USE'D:CARATYEAR8187.SYS'
MODEL PPND
OUTPUT 'D:CARATYRO1.OUT'
BUILD

As with classification trees, the OUPUT command is optional. The analyst can modify this basic program by adding any of the available optional command lines into the program. In example (A), the dependent and independent variables are specified in the MODEL command. This option is useful in situations where access to a computer with large memory is limited. Option (B) uses all of the available variables in the data set and produces a regression tree. This option is especially useful if the analyst does not have any prior information about which predictors or potential predictors to use in the model.

SAVING CART TREES FOR FUTURE USE

It maybe useful to recall that the main objective of running either classification or regression trees is to use the resulting tree for classifying data or predicting the class of a new observation. CART does this by dropping the data down the tree case by case, beginning from the root node. At each stage the splitting criteria are applied until the observations end up in any one of the terminal nodes. This task is accomplished by using only the USE, TREE, SAVE, and CASE commands. It should be noted that the extension of the filename created by the TREE command is always TR1 and cannot be changed. The complete program for building and saving a tree is as follows:

USE 'D:CARATPOOLSUB5.SYS'
CATEGORY CUTDUM2
MODEL CUTDUM2
TREE SECUR1
BUILD

The TREE command produces a file called SECUR1.TR1.

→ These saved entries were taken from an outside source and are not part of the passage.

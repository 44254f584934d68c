// ============================================================
// Layer 4 — Batch Collator
// ============================================================
// Stacks variable-length ShapedExamples into one uniform batch.
//
// Step 1 — flatten examples into rows
//   train:  [q0, p0, n0_0 .. n0_K, q1, p1, n1_0 .. n1_K, ...]
//   query:  [q0, q1, ...]
//   doc:    [p0, p1, ...]
//
// Step 2 — choose the padded length L
//   L = min(max_seq_length, ceil(longest_row / 16) * 16)
//
// Step 3 — pad every row to L, on the configured side
//   right:  t t t [pad] [pad]      mask: 1 1 1 0 0
//   left:   [pad] [pad] t t t      mask: 0 0 1 1 1
//
// Step 4 — position ids are 0..L for every row, type ids are 0.
//
// The pad id is the tokenizer's pad token, or EOS when the
// vocabulary has none. Metadata stays one entry per example,
// not per row.
//
// Reference: Rust Book §8 (Vectors), §13 (Iterators)

use serde::{Deserialize, Serialize};

use crate::domain::config::{DataType, EmbeddingDatasetConfig, TruncationSide};
use crate::domain::error::{DatasetError, Result};
use crate::domain::record::{Metadata, ShapedExample};
use crate::domain::traits::TextTokenizer;

/// Padded lengths are rounded up to a multiple of this
pub const PAD_TILE: usize = 16;

fn ceil_to_multiple(n: usize, m: usize) -> usize {
    n.div_ceil(m) * m
}

// ─── CollatedBatch ────────────────────────────────────────────────────────────
/// One training batch as plain row-major matrices.
///
/// All 2D fields have shape [rows, seq_len].
#[derive(Debug, Clone, PartialEq, Serialize, Deserialize)]
pub struct CollatedBatch {
    pub input_ids: Vec<Vec<i64>>,
    /// Always zero
    pub token_type_ids: Vec<Vec<i64>>,
    /// 1 = real token, 0 = padding
    pub attention_mask: Vec<Vec<i64>>,
    pub position_ids: Vec<Vec<i64>>,
    /// Raw row length minus one (the appended EOS)
    pub lengths: Vec<i64>,
    /// One entry per example, in input order
    pub metadata: Vec<Metadata>,
}

impl CollatedBatch {
    pub fn rows(&self) -> usize {
        self.input_ids.len()
    }

    /// The shared padded length L
    pub fn seq_len(&self) -> usize {
        self.input_ids.first().map_or(0, Vec::len)
    }
}

// ─── BatchCollator ────────────────────────────────────────────────────────────
#[derive(Debug, Clone)]
pub struct BatchCollator {
    data_type:          DataType,
    num_hard_negatives: usize,
    max_seq_length:     usize,
    side:               TruncationSide,
    pad_id:             u32,
}

impl BatchCollator {
    pub fn new(cfg: &EmbeddingDatasetConfig, tokenizer: &dyn TextTokenizer) -> Self {
        Self {
            data_type:          cfg.data_type,
            num_hard_negatives: cfg.num_hard_negatives,
            max_seq_length:     cfg.max_seq_length,
            side:               cfg.truncation_method,
            pad_id:             tokenizer.pad_id().unwrap_or_else(|| tokenizer.eos_id()),
        }
    }

    pub fn pad_id(&self) -> u32 {
        self.pad_id
    }

    /// Build one batch from `examples`.
    pub fn collate(&self, examples: Vec<ShapedExample>) -> Result<CollatedBatch> {
        if examples.is_empty() {
            return Err(DatasetError::EmptyBatch);
        }

        // ── Flatten ───────────────────────────────────────────────────────────
        let capacity = examples.len() * self.data_type.rows_per_example(self.num_hard_negatives);
        let mut rows: Vec<Vec<u32>> = Vec::with_capacity(capacity);
        let mut metadata = Vec::with_capacity(examples.len());
        for ex in examples {
            match self.data_type {
                DataType::Train => {
                    rows.push(ex.query);
                    rows.push(ex.pos_doc);
                    rows.extend(ex.neg_doc);
                }
                DataType::Query => rows.push(ex.query),
                DataType::Doc => rows.push(ex.pos_doc),
            }
            metadata.push(ex.metadata);
        }

        // ── Padded length ─────────────────────────────────────────────────────
        let raw_max = rows.iter().map(Vec::len).max().unwrap_or(0);
        let seq_len = self.max_seq_length.min(ceil_to_multiple(raw_max, PAD_TILE));
        if raw_max > seq_len {
            return Err(DatasetError::SequenceTooLong { length: raw_max, max: seq_len });
        }

        // ── Pad, mask, positions ──────────────────────────────────────────────
        let positions: Vec<i64> = (0..seq_len as i64).collect();
        let mut input_ids      = Vec::with_capacity(rows.len());
        let mut attention_mask = Vec::with_capacity(rows.len());
        let mut lengths        = Vec::with_capacity(rows.len());

        for row in &rows {
            input_ids.push(self.pad_row(row, seq_len));
            attention_mask.push(self.mask_row(row.len(), seq_len));
            lengths.push(row.len() as i64 - 1);
        }

        Ok(CollatedBatch {
            token_type_ids: vec![vec![0; seq_len]; rows.len()],
            position_ids: vec![positions; rows.len()],
            input_ids,
            attention_mask,
            lengths,
            metadata,
        })
    }

    fn pad_row(&self, row: &[u32], seq_len: usize) -> Vec<i64> {
        let pad     = std::iter::repeat(self.pad_id as i64).take(seq_len - row.len());
        let tokens  = row.iter().map(|&t| t as i64);
        match self.side {
            TruncationSide::Left => pad.chain(tokens).collect(),
            TruncationSide::Right => tokens.chain(pad).collect(),
        }
    }

    fn mask_row(&self, len: usize, seq_len: usize) -> Vec<i64> {
        let mut mask = vec![0i64; seq_len];
        match self.side {
            TruncationSide::Left => mask[seq_len - len..].fill(1),
            TruncationSide::Right => mask[..len].fill(1),
        }
        mask
    }
}
// ============================================================
// Layer 3 — Dataset Configuration
// ============================================================
// All knobs that shape how raw triplets become training rows.
//
// The three string-valued options are modelled as enums so an
// unknown value is rejected when the config is parsed, long
// before the first example is fetched:
//
//   DataType          train | query | doc
//   TruncationSide    left  | right
//   NegativeStrategy  random | first
//
// Serialisable so a run can be described by a JSON file and
// overridden from the command line.
//
// Reference: Rust Book §6 (Enums), §9 (Error Handling)
//            serde documentation (enum representations)

use serde::{Deserialize, Serialize};
use std::{collections::BTreeMap, fmt, str::FromStr};

use crate::domain::error::{DatasetError, Result};

// ─── DataType ─────────────────────────────────────────────────────────────────
/// Which sequences an example produces.
#[derive(Debug, Clone, Copy, PartialEq, Eq, Serialize, Deserialize)]
#[serde(rename_all = "lowercase")]
pub enum DataType {
    /// query + positive + K hard negatives
    Train,
    /// query only (evaluation side of retrieval)
    Query,
    /// positive document only (corpus side of retrieval)
    Doc,
}

impl DataType {
    /// Number of rows one example contributes to a collated batch
    pub fn rows_per_example(self, num_hard_negatives: usize) -> usize {
        match self {
            DataType::Train => 2 + num_hard_negatives,
            DataType::Query | DataType::Doc => 1,
        }
    }
}

impl FromStr for DataType {
    type Err = DatasetError;

    fn from_str(s: &str) -> Result<Self> {
        match s {
            "train" => Ok(DataType::Train),
            "query" => Ok(DataType::Query),
            "doc" => Ok(DataType::Doc),
            other => Err(DatasetError::Config(format!(
                "data_type must be one of 'train', 'query' or 'doc', got '{other}'"
            ))),
        }
    }
}

impl fmt::Display for DataType {
    fn fmt(&self, f: &mut fmt::Formatter<'_>) -> fmt::Result {
        let s = match self {
            DataType::Train => "train",
            DataType::Query => "query",
            DataType::Doc => "doc",
        };
        f.write_str(s)
    }
}

// ─── TruncationSide ───────────────────────────────────────────────────────────
/// Side on which the collator pads rows (and builds the mask).
#[derive(Debug, Clone, Copy, PartialEq, Eq, Serialize, Deserialize)]
#[serde(rename_all = "lowercase")]
pub enum TruncationSide {
    Left,
    Right,
}

impl FromStr for TruncationSide {
    type Err = DatasetError;

    fn from_str(s: &str) -> Result<Self> {
        match s {
            "left" => Ok(TruncationSide::Left),
            "right" => Ok(TruncationSide::Right),
            other => Err(DatasetError::Config(format!(
                "truncation_method must be either 'left' or 'right', got '{other}'"
            ))),
        }
    }
}

impl fmt::Display for TruncationSide {
    fn fmt(&self, f: &mut fmt::Formatter<'_>) -> fmt::Result {
        f.write_str(match self {
            TruncationSide::Left => "left",
            TruncationSide::Right => "right",
        })
    }
}

// ─── NegativeStrategy ─────────────────────────────────────────────────────────
/// How K hard negatives are picked when a record has at least K.
#[derive(Debug, Clone, Copy, PartialEq, Eq, Serialize, Deserialize)]
#[serde(rename_all = "lowercase")]
pub enum NegativeStrategy {
    /// Uniform draw without replacement
    Random,
    /// The first K in file order
    First,
}

impl FromStr for NegativeStrategy {
    type Err = DatasetError;

    fn from_str(s: &str) -> Result<Self> {
        match s {
            "random" => Ok(NegativeStrategy::Random),
            "first" => Ok(NegativeStrategy::First),
            other => Err(DatasetError::Config(format!(
                "negative_sample_strategy must be either 'random' or 'first', got '{other}'"
            ))),
        }
    }
}

impl fmt::Display for NegativeStrategy {
    fn fmt(&self, f: &mut fmt::Formatter<'_>) -> fmt::Result {
        f.write_str(match self {
            NegativeStrategy::Random => "random",
            NegativeStrategy::First => "first",
        })
    }
}

// ─── Special tokens ───────────────────────────────────────────────────────────
/// Prompt-template markers. Carried for prompt templating; the
/// embedding transform itself does not read them.
pub fn default_special_tokens() -> BTreeMap<String, String> {
    [
        ("system_turn_start", "<extra_id_0>"),
        ("turn_start", "<extra_id_1>"),
        ("label_start", "<extra_id_2>"),
        ("end_of_turn", "\n"),
        ("end_of_name", "\n"),
    ]
    .into_iter()
    .map(|(k, v)| (k.to_string(), v.to_string()))
    .collect()
}

// ─── EmbeddingDatasetConfig ───────────────────────────────────────────────────
/// Construction-time options for an EmbeddingDataset.
#[derive(Debug, Clone, PartialEq, Serialize, Deserialize)]
#[serde(default)]
pub struct EmbeddingDatasetConfig {
    /// Hard cap on every produced sequence, EOS included
    pub max_seq_length: usize,
    /// Accepted for compatibility; examples are never dropped by length
    pub min_seq_length: usize,
    pub add_bos: bool,
    pub add_eos: bool,
    /// Oversample (or undersample) to exactly this many examples
    pub max_num_samples: Option<usize>,
    pub seed: u64,
    /// Where the sample index is cached; None keeps it in memory
    pub index_mapping_dir: Option<String>,
    /// EOS placeholders reserved at the front of every sequence
    pub virtual_tokens: usize,
    pub truncation_method: TruncationSide,
    pub special_tokens: BTreeMap<String, String>,
    pub data_type: DataType,
    pub num_hard_negatives: usize,
    pub negative_sample_strategy: NegativeStrategy,
}

impl Default for EmbeddingDatasetConfig {
    fn default() -> Self {
        Self {
            max_seq_length: 1024,
            min_seq_length: 1,
            add_bos: true,
            add_eos: true,
            max_num_samples: None,
            seed: 1234,
            index_mapping_dir: None,
            virtual_tokens: 0,
            truncation_method: TruncationSide::Right,
            special_tokens: default_special_tokens(),
            data_type: DataType::Train,
            num_hard_negatives: 4,
            negative_sample_strategy: NegativeStrategy::First,
        }
    }
}

impl EmbeddingDatasetConfig {
    /// Defaults used when building a dataset for supervised fine-tuning.
    pub fn sft_defaults() -> Self {
        Self {
            max_seq_length: 2048,
            add_bos: false,
            add_eos: true,
            num_hard_negatives: 1,
            ..Self::default()
        }
    }

    /// Check every bound that can be checked without touching data.
    pub fn validate(&self) -> Result<()> {
        if self.max_seq_length == 0 {
            return Err(DatasetError::Config(
                "max_seq_length must be at least 1".to_string(),
            ));
        }
        if self.min_seq_length > self.max_seq_length {
            return Err(DatasetError::Config(format!(
                "min_seq_length ({}) must not exceed max_seq_length ({})",
                self.min_seq_length, self.max_seq_length
            )));
        }
        if self.max_num_samples == Some(0) {
            return Err(DatasetError::Config(
                "max_num_samples must be positive when set".to_string(),
            ));
        }
        Ok(())
    }
}
// ============================================================
// Layer 1 — CLI Commands and Arguments
// ============================================================
// Defines the two subcommands: `preview` and `index`
// and all their configurable flags.
//
// Dataset options are resolved in three layers:
//   1. built-in defaults          (EmbeddingDatasetConfig::default)
//   2. an optional --config JSON  (any subset of the fields)
//   3. individual flags           (win over both)
//
// Enum-valued flags are kept as strings here and parsed by the
// domain types, so an unknown value fails with the same
// configuration error whichever way it was supplied.
//
// Reference: Rust Book §12 (Building a CLI Program)

use anyhow::{Context, Result};
use clap::{Args, Subcommand};
use std::fs;

use crate::application::{index_use_case::IndexConfig, preview_use_case::PreviewConfig};
use crate::domain::config::{DataType, EmbeddingDatasetConfig, NegativeStrategy, TruncationSide};

/// The two top-level subcommands available to the user
#[derive(Subcommand, Debug)]
pub enum Commands {
    /// Collate the first batches of a triplet file and report their shapes
    Preview(PreviewArgs),

    /// Build and cache the oversampling index for a triplet file
    Index(IndexArgs),
}

/// Options shared by every command that shapes examples.
#[derive(Args, Debug, Default)]
pub struct DatasetArgs {
    /// JSON file with dataset options (any subset of fields)
    #[arg(long)]
    pub config: Option<String>,

    /// train, query or doc
    #[arg(long)]
    pub data_type: Option<String>,

    /// Maximum tokens per sequence, EOS included
    #[arg(long)]
    pub max_seq_length: Option<usize>,

    /// Prepend a BOS token to every sequence
    #[arg(long)]
    pub add_bos: Option<bool>,

    /// Append an EOS token to every sequence
    #[arg(long)]
    pub add_eos: Option<bool>,

    /// EOS placeholders reserved for learned prompt embeddings
    #[arg(long)]
    pub virtual_tokens: Option<usize>,

    /// Side to pad on: left or right
    #[arg(long)]
    pub truncation_method: Option<String>,

    /// Hard negatives per training example (K)
    #[arg(long)]
    pub num_hard_negatives: Option<usize>,

    /// random or first
    #[arg(long)]
    pub negative_sample_strategy: Option<String>,

    /// Resize the dataset to exactly this many examples
    #[arg(long)]
    pub max_num_samples: Option<usize>,

    /// Seed for oversampling and random negatives
    #[arg(long)]
    pub seed: Option<u64>,

    /// Directory where the oversampling index is cached
    #[arg(long)]
    pub index_mapping_dir: Option<String>,
}

impl DatasetArgs {
    /// Defaults, then the --config file, then individual flags.
    pub fn resolve(&self) -> Result<EmbeddingDatasetConfig> {
        let mut cfg = match &self.config {
            Some(path) => {
                let json = fs::read_to_string(path)
                    .with_context(|| format!("Cannot read config '{}'", path))?;
                serde_json::from_str(&json)
                    .with_context(|| format!("Invalid dataset config in '{}'", path))?
            }
            None => EmbeddingDatasetConfig::default(),
        };

        if let Some(v) = &self.data_type {
            cfg.data_type = v.parse::<DataType>()?;
        }
        if let Some(v) = &self.truncation_method {
            cfg.truncation_method = v.parse::<TruncationSide>()?;
        }
        if let Some(v) = &self.negative_sample_strategy {
            cfg.negative_sample_strategy = v.parse::<NegativeStrategy>()?;
        }
        if let Some(v) = self.max_seq_length {
            cfg.max_seq_length = v;
        }
        if let Some(v) = self.add_bos {
            cfg.add_bos = v;
        }
        if let Some(v) = self.add_eos {
            cfg.add_eos = v;
        }
        if let Some(v) = self.virtual_tokens {
            cfg.virtual_tokens = v;
        }
        if let Some(v) = self.num_hard_negatives {
            cfg.num_hard_negatives = v;
        }
        if let Some(v) = self.max_num_samples {
            cfg.max_num_samples = Some(v);
        }
        if let Some(v) = self.seed {
            cfg.seed = v;
        }
        if let Some(v) = &self.index_mapping_dir {
            cfg.index_mapping_dir = Some(v.clone());
        }

        cfg.validate()?;
        Ok(cfg)
    }
}

/// All arguments for the `preview` command
#[derive(Args, Debug)]
pub struct PreviewArgs {
    /// JSONL file of (query, pos_doc, neg_doc) records
    #[arg(long)]
    pub data: String,

    /// tokenizer.json, or the directory containing it
    #[arg(long)]
    pub tokenizer: String,

    /// Override the BOS token string
    #[arg(long)]
    pub bos_token: Option<String>,

    /// Override the EOS token string
    #[arg(long)]
    pub eos_token: Option<String>,

    /// Override the padding token string
    #[arg(long)]
    pub pad_token: Option<String>,

    /// Examples per batch
    #[arg(long, default_value_t = 4)]
    pub batch_size: usize,

    /// Number of batches to build
    #[arg(long, default_value_t = 1)]
    pub batches: usize,

    /// Write the collated batches to this JSON file
    #[arg(long)]
    pub output: Option<String>,

    /// Use the supervised fine-tuning defaults; dataset flags are ignored
    #[arg(long)]
    pub sft: bool,

    #[command(flatten)]
    pub dataset: DatasetArgs,
}

impl PreviewArgs {
    pub fn into_config(self) -> Result<PreviewConfig> {
        let dataset = self.dataset.resolve()?;
        Ok(PreviewConfig {
            data_path:      self.data,
            tokenizer_path: self.tokenizer,
            bos_token:      self.bos_token,
            eos_token:      self.eos_token,
            pad_token:      self.pad_token,
            batch_size:     self.batch_size,
            batches:        self.batches,
            output:         self.output,
            sft:            self.sft,
            dataset,
        })
    }
}

/// All arguments for the `index` command
#[derive(Args, Debug)]
pub struct IndexArgs {
    /// JSONL file of records
    #[arg(long)]
    pub data: String,

    /// Directory to write the index into
    #[arg(long)]
    pub index_mapping_dir: String,

    /// Number of samples in the index
    #[arg(long)]
    pub max_num_samples: usize,

    /// Used only to name the cached file
    #[arg(long, default_value_t = 1024)]
    pub max_seq_length: usize,

    #[arg(long, default_value_t = 1234)]
    pub seed: u64,
}

/// Convert CLI IndexArgs into the application-layer IndexConfig.
impl From<IndexArgs> for IndexConfig {
    fn from(a: IndexArgs) -> Self {
        IndexConfig {
            data_path:         a.data,
            index_mapping_dir: a.index_mapping_dir,
            max_num_samples:   a.max_num_samples,
            max_seq_length:    a.max_seq_length,
            seed:              a.seed,
        }
    }
}
// ============================================================
// Layer 4 — Hard Negative Sampler
// ============================================================
// Every training example must carry exactly K hard negatives,
// but records come with however many the miner found.
//
//   have < K             keep all, then top up by drawing with
//                        replacement from the same pool
//   have ≥ K, random     K distinct picks, uniform
//   have ≥ K, first      the first K, file order
//
// Randomness comes from the caller's generator, never from a
// process-wide one. The dataset seeds a fresh StdRng per ordinal,
// so an example's negatives do not depend on which worker
// fetched it or in what order.
//
// A record with no negatives at all cannot be topped up; that
// case fails with EmptyNegativePool instead of inventing text.
//
// Reference: rand crate documentation (seq::index::sample)

use rand::{seq::index, Rng};

use crate::domain::config::NegativeStrategy;
use crate::domain::error::{DatasetError, Result};

/// Reduce or expand `pool` to exactly `k` negatives.
///
/// `record` is only used to label the EmptyNegativePool error.
pub fn sample_negatives<'a, R: Rng + ?Sized>(
    pool:     &[&'a str],
    k:        usize,
    strategy: NegativeStrategy,
    rng:      &mut R,
    record:   usize,
) -> Result<Vec<&'a str>> {
    let picked: Vec<&'a str> = if pool.len() < k {
        if pool.is_empty() {
            return Err(DatasetError::EmptyNegativePool { index: record, required: k });
        }
        let mut picked = pool.to_vec();
        picked.extend((pool.len()..k).map(|_| pool[rng.gen_range(0..pool.len())]));
        picked
    } else {
        match strategy {
            NegativeStrategy::Random => index::sample(rng, pool.len(), k)
                .into_iter()
                .map(|i| pool[i])
                .collect(),
            NegativeStrategy::First => pool[..k].to_vec(),
        }
    };

    if picked.len() != k {
        return Err(DatasetError::SamplingInvariant { expected: k, actual: picked.len() });
    }
    Ok(picked)
}
// Test-only helpers shared by the data layer's unit tests.

use std::{io::Write, path::PathBuf};

use crate::domain::error::Result;
use crate::domain::traits::TextTokenizer;

/// Whitespace tokenizer with stable hashed ids (≥ 10).
pub struct WordTokenizer {
    pad: Option<u32>,
}

impl WordTokenizer {
    pub const BOS: u32 = 1;
    pub const EOS: u32 = 2;

    pub fn new() -> Self {
        Self { pad: None }
    }

    pub fn with_pad(pad: u32) -> Self {
        Self { pad: Some(pad) }
    }

    pub fn ids(&self, text: &str) -> Vec<u32> {
        text.split_whitespace().map(word_id).collect()
    }
}

fn word_id(word: &str) -> u32 {
    // FNV-1a
    let hash = word
        .bytes()
        .fold(0x811c_9dc5u32, |h, b| (h ^ b as u32).wrapping_mul(0x0100_0193));
    10 + hash % 50_000
}

impl TextTokenizer for WordTokenizer {
    fn text_to_ids(&self, text: &str) -> Result<Vec<u32>> {
        Ok(self.ids(text))
    }

    fn bos_id(&self) -> u32 {
        Self::BOS
    }

    fn eos_id(&self) -> u32 {
        Self::EOS
    }

    fn pad_id(&self) -> Option<u32> {
        self.pad
    }
}

/// Write `lines` as a JSONL file inside a fresh temp directory.
pub fn write_jsonl(lines: &[serde_json::Value]) -> (tempfile::TempDir, PathBuf) {
    let dir  = tempfile::tempdir().unwrap();
    let path = dir.path().join("triplets.jsonl");
    let mut f = std::fs::File::create(&path).unwrap();
    for line in lines {
        writeln!(f, "{line}").unwrap();
    }
    (dir, path)
}
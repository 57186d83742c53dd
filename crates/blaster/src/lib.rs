//! DOMBlaster
//!
//! Chainable selection groups over a `blaster-dom` document.
//!
//! A [`Blaster`] owns the extension registry. Binding it to a document
//! yields a [`Dom`] context that resolves selectors into [`Group`]s and
//! dispatches named operations over them.
//!
//! # Example
//! ```rust,ignore
//! use blaster::{Arg, Blaster, BlasterConfig};
//!
//! let blaster = Blaster::with_config(BlasterConfig::default())?;
//! let mut document = blaster::html::parse(r#"<p class="note">hi</p>"#)?;
//! let mut dom = blaster.bind(&mut document);
//!
//! let notes = dom.select("p.note", false);
//! dom.call(&notes, "addClass", &[Arg::from("seen")])?;
//! let text = dom.call(&notes, "text", &[])?;
//! ```

mod config;
mod context;
mod error;
mod ext;
mod group;
mod registry;
mod selector;
mod value;
pub mod util;

pub use config::BlasterConfig;
pub use context::Dom;
pub use error::{BlasterError, BlasterResult};
pub use group::Group;
pub use registry::{Blaster, ElementFn, Extension, ExtensionModule, GroupFn};
pub use selector::Selector;
pub use value::{Arg, Callback, Value};

// Re-export sub-crates for advanced usage
pub use blaster_css as css;
pub use blaster_dom as dom;
pub use blaster_html as html;

/// Library version
pub const VERSION: &str = env!("CARGO_PKG_VERSION");
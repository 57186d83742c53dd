//! Class list (class map)
//!
//! Set-like view of a serialized `class` attribute: parsed on whitespace,
//! mutated, then re-serialized space-joined.

/// Set of class tokens parsed from a `class` attribute
#[derive(Debug, Clone, Default, PartialEq, Eq)]
pub struct ClassList {
    tokens: Vec<String>,
}

impl ClassList {
    /// Create empty class list
    pub fn new() -> Self {
        Self::default()
    }

    /// Parse from space-separated string (duplicates collapse)
    pub fn parse(s: &str) -> Self {
        let mut list = Self::new();
        for token in s.split_whitespace() {
            list.insert(token);
        }
        list
    }

    /// Number of classes
    pub fn len(&self) -> usize {
        self.tokens.len()
    }

    pub fn is_empty(&self) -> bool {
        self.tokens.is_empty()
    }

    /// Check if class is present
    pub fn contains(&self, token: &str) -> bool {
        self.tokens.iter().any(|t| t == token)
    }

    /// Add class(es)
    pub fn add(&mut self, tokens: &[&str]) {
        for token in tokens {
            self.insert(token);
        }
    }

    /// Remove class(es)
    pub fn remove(&mut self, tokens: &[&str]) {
        self.tokens.retain(|t| !tokens.contains(&t.as_str()));
    }

    /// Toggle class, returns new presence
    pub fn toggle(&mut self, token: &str, force: Option<bool>) -> bool {
        let next = force.unwrap_or(!self.contains(token));
        if next {
            self.insert(token);
        } else {
            self.remove(&[token]);
        }
        next
    }

    /// Replace `old_token` with `new_token` if present
    pub fn replace(&mut self, old_token: &str, new_token: &str) -> bool {
        let Some(pos) = self.tokens.iter().position(|t| t == old_token) else {
            return false;
        };
        if self.contains(new_token) || new_token.trim().is_empty() {
            self.tokens.remove(pos);
        } else {
            self.tokens[pos] = new_token.to_string();
        }
        true
    }

    /// Serialized form (space-joined)
    pub fn value(&self) -> String {
        self.tokens.join(" ")
    }

    /// Iterate over classes
    pub fn iter(&self) -> impl Iterator<Item = &str> {
        self.tokens.iter().map(|s| s.as_str())
    }

    fn insert(&mut self, token: &str) {
        let token = token.trim();
        if !token.is_empty() && !self.contains(token) {
            self.tokens.push(token.to_string());
        }
    }
}

impl std::fmt::Display for ClassList {
    fn fmt(&self, f: &mut std::fmt::Formatter<'_>) -> std::fmt::Result {
        f.write_str(&self.value())
    }
}

impl<'a> FromIterator<&'a str> for ClassList {
    fn from_iter<I: IntoIterator<Item = &'a str>>(iter: I) -> Self {
        let mut list = Self::new();
        for token in iter {
            list.insert(token);
        }
        list
    }
}

#[cfg(test)]
mod tests {
    use super::*;

    #[test]
    fn test_parse() {
        let list = ClassList::parse("  btn btn-primary\tactive btn ");
        assert_eq!(list.len(), 3);
        assert!(list.contains("btn"));
        assert!(list.contains("btn-primary"));
        assert_eq!(list.value(), "btn btn-primary active");
    }

    #[test]
    fn test_add_remove() {
        let mut list = ClassList::new();
        list.add(&["foo", "bar", "foo"]);
        assert_eq!(list.len(), 2);

        list.remove(&["foo"]);
        assert_eq!(list.len(), 1);
        assert!(!list.contains("foo"));
    }

    #[test]
    fn test_toggle() {
        let mut list = ClassList::new();

        assert!(list.toggle("active", None));
        assert!(list.contains("active"));

        assert!(!list.toggle("active", None));
        assert!(!list.contains("active"));
    }

    #[test]
    fn test_replace() {
        let mut list = ClassList::parse("old-class other");

        assert!(list.replace("old-class", "new-class"));
        assert!(!list.contains("old-class"));
        assert!(list.contains("new-class"));

        assert!(list.replace("new-class", "other"));
        assert_eq!(list.value(), "other");
        assert!(!list.replace("missing", "x"));
    }
}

Suppose the analyst has a new data set called DATANEW.SYS, which contains the characteristics of new cases with an unknown class distribution. The analyst now wants to run this data down the saved tree (SECUR1.TR1) to find out the classes into witch the new cases fall, and to save the case-bye-case results in a data file called PREDCT.SYS. Using the CASE command line, this is written as follows:

USE 'D:DATANEW.SYS'
TREE SECUR1
SAVE PREDECT/SINGLE
IDVAR HHID
CASE

The IDVAR command line adds the identification variable (HHID) to the file PREDCT.SYS, which is created by the CASE command. The contents of the PREDCT.SYS file include the original variables used in the model and a few new variables created by CART. The RESPONSE and CORRECT variables are the most useful of the new variables. The RESPONSE variable contains the class assigned to an observation by CART. The CORRECT variable is an indicator variable. It equals 1 for correct prediction and 0 for incorrect prediction.

6. Refining CART Analyses

At times, it may not be possible to get the desired results from the first CART session. CART may not even produce any tree at all. To overcome these problems, some of the alternative refinements introduced in Chapter 5 may need to be applied. The structure of the trees produced may differ with each alternative. That is, the variables upon which the splits are made and the number of terminal nodes may change. Even the removal of a single variable from analysis produces a tree with a different structure. For these reasons, CART reports the cross-validated relative-error costs for a tree along with the standard errors (Breiman et al. 1984). The contingent structure of the trees raises the issue of which classification tree to choose and how to choose it. CART does a good job of producing a number of useful classification tables for each alternative based on the learning sample and cross-validation tests (see Appendix 1, Example 1). Since the goal of a classification tree is to enable the analyst to predict the class of future observations, more attention should be paid to the analysis of cross-validation classification and cross-validation classification probability tables. Of course, the choice of the tree ultimately depends on what the analyst intends to do with the tree.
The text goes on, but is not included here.